==== Available data ====
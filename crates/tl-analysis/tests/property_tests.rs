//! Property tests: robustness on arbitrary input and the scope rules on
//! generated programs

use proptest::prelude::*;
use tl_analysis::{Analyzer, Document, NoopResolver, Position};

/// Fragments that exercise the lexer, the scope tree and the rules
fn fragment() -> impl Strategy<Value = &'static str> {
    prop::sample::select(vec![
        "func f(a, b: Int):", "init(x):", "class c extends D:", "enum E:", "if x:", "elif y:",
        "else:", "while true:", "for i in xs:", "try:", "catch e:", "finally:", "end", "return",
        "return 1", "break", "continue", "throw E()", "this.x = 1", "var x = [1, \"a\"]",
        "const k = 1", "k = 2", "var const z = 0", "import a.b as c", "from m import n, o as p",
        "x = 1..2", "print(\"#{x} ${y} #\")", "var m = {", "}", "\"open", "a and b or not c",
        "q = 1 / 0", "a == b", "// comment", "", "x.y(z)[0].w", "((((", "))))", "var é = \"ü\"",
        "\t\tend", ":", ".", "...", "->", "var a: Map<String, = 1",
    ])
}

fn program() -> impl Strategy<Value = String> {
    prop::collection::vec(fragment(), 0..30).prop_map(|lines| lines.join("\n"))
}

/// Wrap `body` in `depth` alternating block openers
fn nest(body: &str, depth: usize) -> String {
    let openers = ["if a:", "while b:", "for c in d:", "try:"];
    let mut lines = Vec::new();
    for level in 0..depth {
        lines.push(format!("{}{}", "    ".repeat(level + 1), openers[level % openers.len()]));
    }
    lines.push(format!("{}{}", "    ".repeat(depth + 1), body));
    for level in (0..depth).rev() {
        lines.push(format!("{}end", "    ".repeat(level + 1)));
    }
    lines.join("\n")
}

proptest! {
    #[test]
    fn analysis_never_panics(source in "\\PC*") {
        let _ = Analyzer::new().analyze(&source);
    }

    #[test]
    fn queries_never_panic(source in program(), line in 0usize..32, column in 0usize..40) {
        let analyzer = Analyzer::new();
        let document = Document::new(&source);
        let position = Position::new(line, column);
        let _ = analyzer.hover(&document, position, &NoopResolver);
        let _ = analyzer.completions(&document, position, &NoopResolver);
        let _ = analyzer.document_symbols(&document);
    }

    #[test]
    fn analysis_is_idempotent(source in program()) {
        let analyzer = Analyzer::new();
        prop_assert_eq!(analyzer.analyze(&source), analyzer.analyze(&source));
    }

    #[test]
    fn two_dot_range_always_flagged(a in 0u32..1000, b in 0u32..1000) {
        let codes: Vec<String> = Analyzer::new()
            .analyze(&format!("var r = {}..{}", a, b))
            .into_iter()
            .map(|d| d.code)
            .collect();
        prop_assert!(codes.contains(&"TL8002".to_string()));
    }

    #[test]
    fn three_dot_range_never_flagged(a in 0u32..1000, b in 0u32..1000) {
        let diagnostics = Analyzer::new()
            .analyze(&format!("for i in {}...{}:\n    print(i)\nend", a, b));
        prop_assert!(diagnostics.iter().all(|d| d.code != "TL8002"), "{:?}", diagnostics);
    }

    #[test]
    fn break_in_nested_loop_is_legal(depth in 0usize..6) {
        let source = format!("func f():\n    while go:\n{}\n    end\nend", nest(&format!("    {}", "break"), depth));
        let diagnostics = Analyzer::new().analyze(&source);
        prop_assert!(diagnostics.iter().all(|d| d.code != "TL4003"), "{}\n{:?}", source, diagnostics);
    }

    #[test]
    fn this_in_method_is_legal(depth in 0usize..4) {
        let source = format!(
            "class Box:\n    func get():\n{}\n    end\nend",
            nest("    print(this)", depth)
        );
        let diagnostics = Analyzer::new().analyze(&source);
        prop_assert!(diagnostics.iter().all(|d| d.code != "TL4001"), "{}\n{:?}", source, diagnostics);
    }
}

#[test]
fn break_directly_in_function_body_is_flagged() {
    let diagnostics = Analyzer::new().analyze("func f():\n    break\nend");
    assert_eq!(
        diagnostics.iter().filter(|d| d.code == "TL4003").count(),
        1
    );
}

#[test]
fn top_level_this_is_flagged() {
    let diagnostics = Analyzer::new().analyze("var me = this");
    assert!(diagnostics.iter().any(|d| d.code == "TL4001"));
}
====
### What is required
In exact wording, restate the lines of the data above from the first through the one holding "fn fragment() ->", and stop after that line.

### Task output
filename crates/tl-analysis/tests/property_tests.rs
//! Property tests: robustness on arbitrary input and the scope rules on
//! generated programs

use proptest::prelude::*;
use tl_analysis::{Analyzer, Document, NoopResolver, Position};

/// Fragments that exercise the lexer, the scope tree and the rules
fn fragment() -> impl Strategy<Value = &'static str> {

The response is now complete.